THE TASK:
Where the word "collect" appears in a line below, copy the whole line.

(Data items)
- Opening Delimiter -

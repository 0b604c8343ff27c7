//! Categorical axis scale

use super::AxisPlotMode;
use crate::value::{AxisPlotInfo, DataValue};
use chart_geometry::wrap_degrees;

/// Default gap between adjacent category slots, as a fraction of the step
pub const DEFAULT_GAP_LENGTH: f64 = 0.3;

/// Scale state of a categorical axis
#[derive(Debug, Clone, PartialEq)]
pub struct CategoricalScale {
    pub(crate) categories: Vec<String>,
    pub(crate) plot_mode: AxisPlotMode,
    pub(crate) gap_length: f64,
    /// Emit a major tick every N categories
    pub(crate) major_tick_interval: usize,
    /// Slices of a full turn instead of positions along a line
    pub(crate) radial: bool,
}

impl Default for CategoricalScale {
    fn default() -> Self {
        Self {
            categories: Vec::new(),
            plot_mode: AxisPlotMode::BetweenTicks,
            gap_length: DEFAULT_GAP_LENGTH,
            major_tick_interval: 1,
            radial: false,
        }
    }
}

impl CategoricalScale {
    pub(crate) fn radial() -> Self {
        Self {
            radial: true,
            ..Self::default()
        }
    }

    pub fn categories(&self) -> &[String] {
        &self.categories
    }

    pub fn plot_mode(&self) -> AxisPlotMode {
        self.plot_mode
    }

    pub fn gap_length(&self) -> f64 {
        self.gap_length
    }

    /// Plot mode the layout actually uses; slices of a circle always sit on ticks
    pub fn actual_plot_mode(&self) -> AxisPlotMode {
        if self.radial {
            AxisPlotMode::OnTicks
        } else {
            self.plot_mode
        }
    }

    /// Index of a category key
    pub fn index_of(&self, value: &DataValue) -> Option<usize> {
        match value {
            DataValue::Category(key) => self.categories.iter().position(|c| c == key),
            DataValue::Number(n) => {
                let index = *n as usize;
                if n.fract() == 0.0 && *n >= 0.0 && index < self.categories.len() {
                    Some(index)
                } else {
                    None
                }
            }
        }
    }

    /// Normalized distance between adjacent categories
    pub fn step(&self) -> f64 {
        let count = self.categories.len();
        if count == 0 {
            return 0.0;
        }
        if self.radial {
            return 1.0 / count as f64;
        }

        match self.plot_mode {
            AxisPlotMode::BetweenTicks | AxisPlotMode::OnTicksPadded => 1.0 / count as f64,
            AxisPlotMode::OnTicks => {
                if count == 1 {
                    1.0
                } else {
                    1.0 / (count - 1) as f64
                }
            }
        }
    }

    /// Offset added to a relative position so that truncation lands on the nearest category
    pub(crate) fn step_offset(&self) -> f64 {
        if self.actual_plot_mode() == AxisPlotMode::OnTicks {
            0.5 * self.step()
        } else {
            0.0
        }
    }

    /// Major ticks as `(category index, normalized)` pairs, restricted to the visible range
    pub(crate) fn generate_ticks(
        &self,
        visible: (f64, f64),
        inverse: bool,
        interval: usize,
    ) -> Vec<(f64, f64)> {
        let count = self.categories.len();
        if count == 0 {
            return Vec::new();
        }

        let step = self.step();
        let positions: Vec<(usize, f64)> = if self.radial {
            (0..count).map(|i| (i, i as f64 * step)).collect()
        } else {
            match self.plot_mode {
                AxisPlotMode::OnTicks => (0..count).map(|i| (i, i as f64 * step)).collect(),
                AxisPlotMode::BetweenTicks => (0..=count).map(|i| (i, i as f64 * step)).collect(),
                AxisPlotMode::OnTicksPadded => {
                    (0..count).map(|i| (i, (i as f64 + 0.5) * step)).collect()
                }
            }
        };

        let interval = interval.max(1);
        positions
            .into_iter()
            .filter(|(i, _)| i % interval == 0)
            .map(|(i, nv)| (i as f64, if inverse { 1.0 - nv } else { nv }))
            .filter(|(_, nv)| *nv >= visible.0 - step && *nv <= visible.1 + step)
            .collect()
    }

    /// Label content of the tick at a category index
    pub(crate) fn label_content(&self, index: f64) -> Option<&str> {
        if index < 0.0 {
            return None;
        }
        self.categories.get(index as usize).map(String::as_str)
    }

    pub(crate) fn plot_info(&self, value: &DataValue, inverse: bool) -> Option<AxisPlotInfo> {
        let index = self.index_of(value)?;
        let step = self.step();
        let gap = self.gap_length * step;
        let value_length = index as f64 * step;
        let offset = if self.actual_plot_mode() == AxisPlotMode::OnTicks {
            0.0
        } else {
            step / 2.0
        };

        let position = if inverse {
            1.0 - value_length - offset
        } else {
            value_length + offset
        };

        Some(AxisPlotInfo::Categorical {
            key: self.categories[index].clone(),
            index,
            position,
            length: step - gap,
        })
    }

    /// Category at a relative position that already includes the step offset
    pub(crate) fn category_at(&self, relative_position: f64) -> Option<DataValue> {
        let step = self.step();
        if step <= 0.0 || !relative_position.is_finite() {
            return None;
        }

        let index = (relative_position / step).floor();
        if index < 0.0 || index >= self.categories.len() as f64 {
            return None;
        }

        Some(DataValue::Category(self.categories[index as usize].clone()))
    }

    /// Domain angle of the slice that starts at a category
    pub fn slice_angle(&self, index: usize) -> f64 {
        let count = self.categories.len();
        if count == 0 {
            return 0.0;
        }
        index as f64 * 360.0 / count as f64
    }

    /// The category whose slice angle is nearest to a domain angle
    pub fn category_at_angle(&self, angle: f64) -> Option<DataValue> {
        let count = self.categories.len();
        if count == 0 || !angle.is_finite() {
            return None;
        }

        let slice = 360.0 / count as f64;
        let index = (wrap_degrees(angle + slice / 2.0) / slice).floor() as usize % count;
        Some(DataValue::Category(self.categories[index].clone()))
    }
}

#[cfg(test)]
mod tests {
    use super::*;

    fn scale(mode: AxisPlotMode, keys: &[&str]) -> CategoricalScale {
        CategoricalScale {
            categories: keys.iter().map(|k| k.to_string()).collect(),
            plot_mode: mode,
            ..CategoricalScale::default()
        }
    }

    #[test]
    fn test_step_per_plot_mode() {
        let keys = ["a", "b", "c", "d", "e"];
        assert_eq!(scale(AxisPlotMode::BetweenTicks, &keys).step(), 0.2);
        assert_eq!(scale(AxisPlotMode::OnTicksPadded, &keys).step(), 0.2);
        assert_eq!(scale(AxisPlotMode::OnTicks, &keys).step(), 0.25);
        assert_eq!(scale(AxisPlotMode::OnTicks, &["a"]).step(), 1.0);
        assert_eq!(scale(AxisPlotMode::OnTicks, &[]).step(), 0.0);
    }

    #[test]
    fn test_between_ticks_plot_info() {
        let scale = scale(AxisPlotMode::BetweenTicks, &["a", "b", "c", "d"]);
        let info = scale.plot_info(&DataValue::from("b"), false).unwrap();

        match info {
            AxisPlotInfo::Categorical { index, position, length, .. } => {
                assert_eq!(index, 1);
                assert_eq!(position, 0.375);
                assert!((length - 0.175).abs() < 1e-12);
            }
            _ => panic!("expected categorical plot info"),
        }

        let inverse = scale.plot_info(&DataValue::from("b"), true).unwrap();
        assert_eq!(inverse.normalized_position(), 0.625);
        assert!(scale.plot_info(&DataValue::from("z"), false).is_none());
    }

    #[test]
    fn test_category_at_position() {
        let scale = scale(AxisPlotMode::BetweenTicks, &["a", "b", "c", "d"]);
        assert_eq!(scale.category_at(0.1), Some(DataValue::from("a")));
        assert_eq!(scale.category_at(0.99), Some(DataValue::from("d")));
        assert_eq!(scale.category_at(1.0), None);
        assert_eq!(scale.category_at(-0.1), None);
    }

    #[test]
    fn test_on_ticks_rounds_to_nearest() {
        let scale = scale(AxisPlotMode::OnTicks, &["a", "b", "c"]);
        let offset = scale.step_offset();
        assert_eq!(offset, 0.25);
        assert_eq!(scale.category_at(0.4 + offset), Some(DataValue::from("b")));
        assert_eq!(scale.category_at(0.2 + offset), Some(DataValue::from("a")));
    }

    #[test]
    fn test_tick_generation() {
        let between = scale(AxisPlotMode::BetweenTicks, &["a", "b"]);
        assert_eq!(
            between.generate_ticks((0.0, 1.0), false, 1),
            vec![(0.0, 0.0), (1.0, 0.5), (2.0, 1.0)]
        );

        let padded = scale(AxisPlotMode::OnTicksPadded, &["a", "b"]);
        assert_eq!(
            padded.generate_ticks((0.0, 1.0), true, 1),
            vec![(0.0, 0.75), (1.0, 0.25)]
        );

        let on_ticks = scale(AxisPlotMode::OnTicks, &["a", "b", "c", "d", "e"]);
        let ticks = on_ticks.generate_ticks((0.0, 1.0), false, 2);
        assert_eq!(ticks, vec![(0.0, 0.0), (2.0, 0.5), (4.0, 1.0)]);
    }

    #[test]
    fn test_radial_slices() {
        let mut scale = CategoricalScale::radial();
        scale.categories = vec!["n".into(), "e".into(), "s".into(), "w".into()];

        assert_eq!(scale.slice_angle(1), 90.0);
        assert_eq!(scale.category_at_angle(100.0), Some(DataValue::from("e")));
        assert_eq!(scale.category_at_angle(350.0), Some(DataValue::from("n")));
        assert_eq!(scale.category_at_angle(-80.0), Some(DataValue::from("w")));
        assert_eq!(scale.generate_ticks((0.0, 1.0), false, 1).len(), 4);
    }
}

- Closing Delimiter -

ANSWER SECTION:
            (0..count).map(|i| (i, i as f64 * step)).collect()
                AxisPlotMode::OnTicks => (0..count).map(|i| (i, i as f64 * step)).collect(),
                AxisPlotMode::BetweenTicks => (0..=count).map(|i| (i, i as f64 * step)).collect(),
                    (0..count).map(|i| (i, (i as f64 + 0.5) * step)).collect()
            .collect()
            categories: keys.iter().map(|k| k.to_string()).collect(),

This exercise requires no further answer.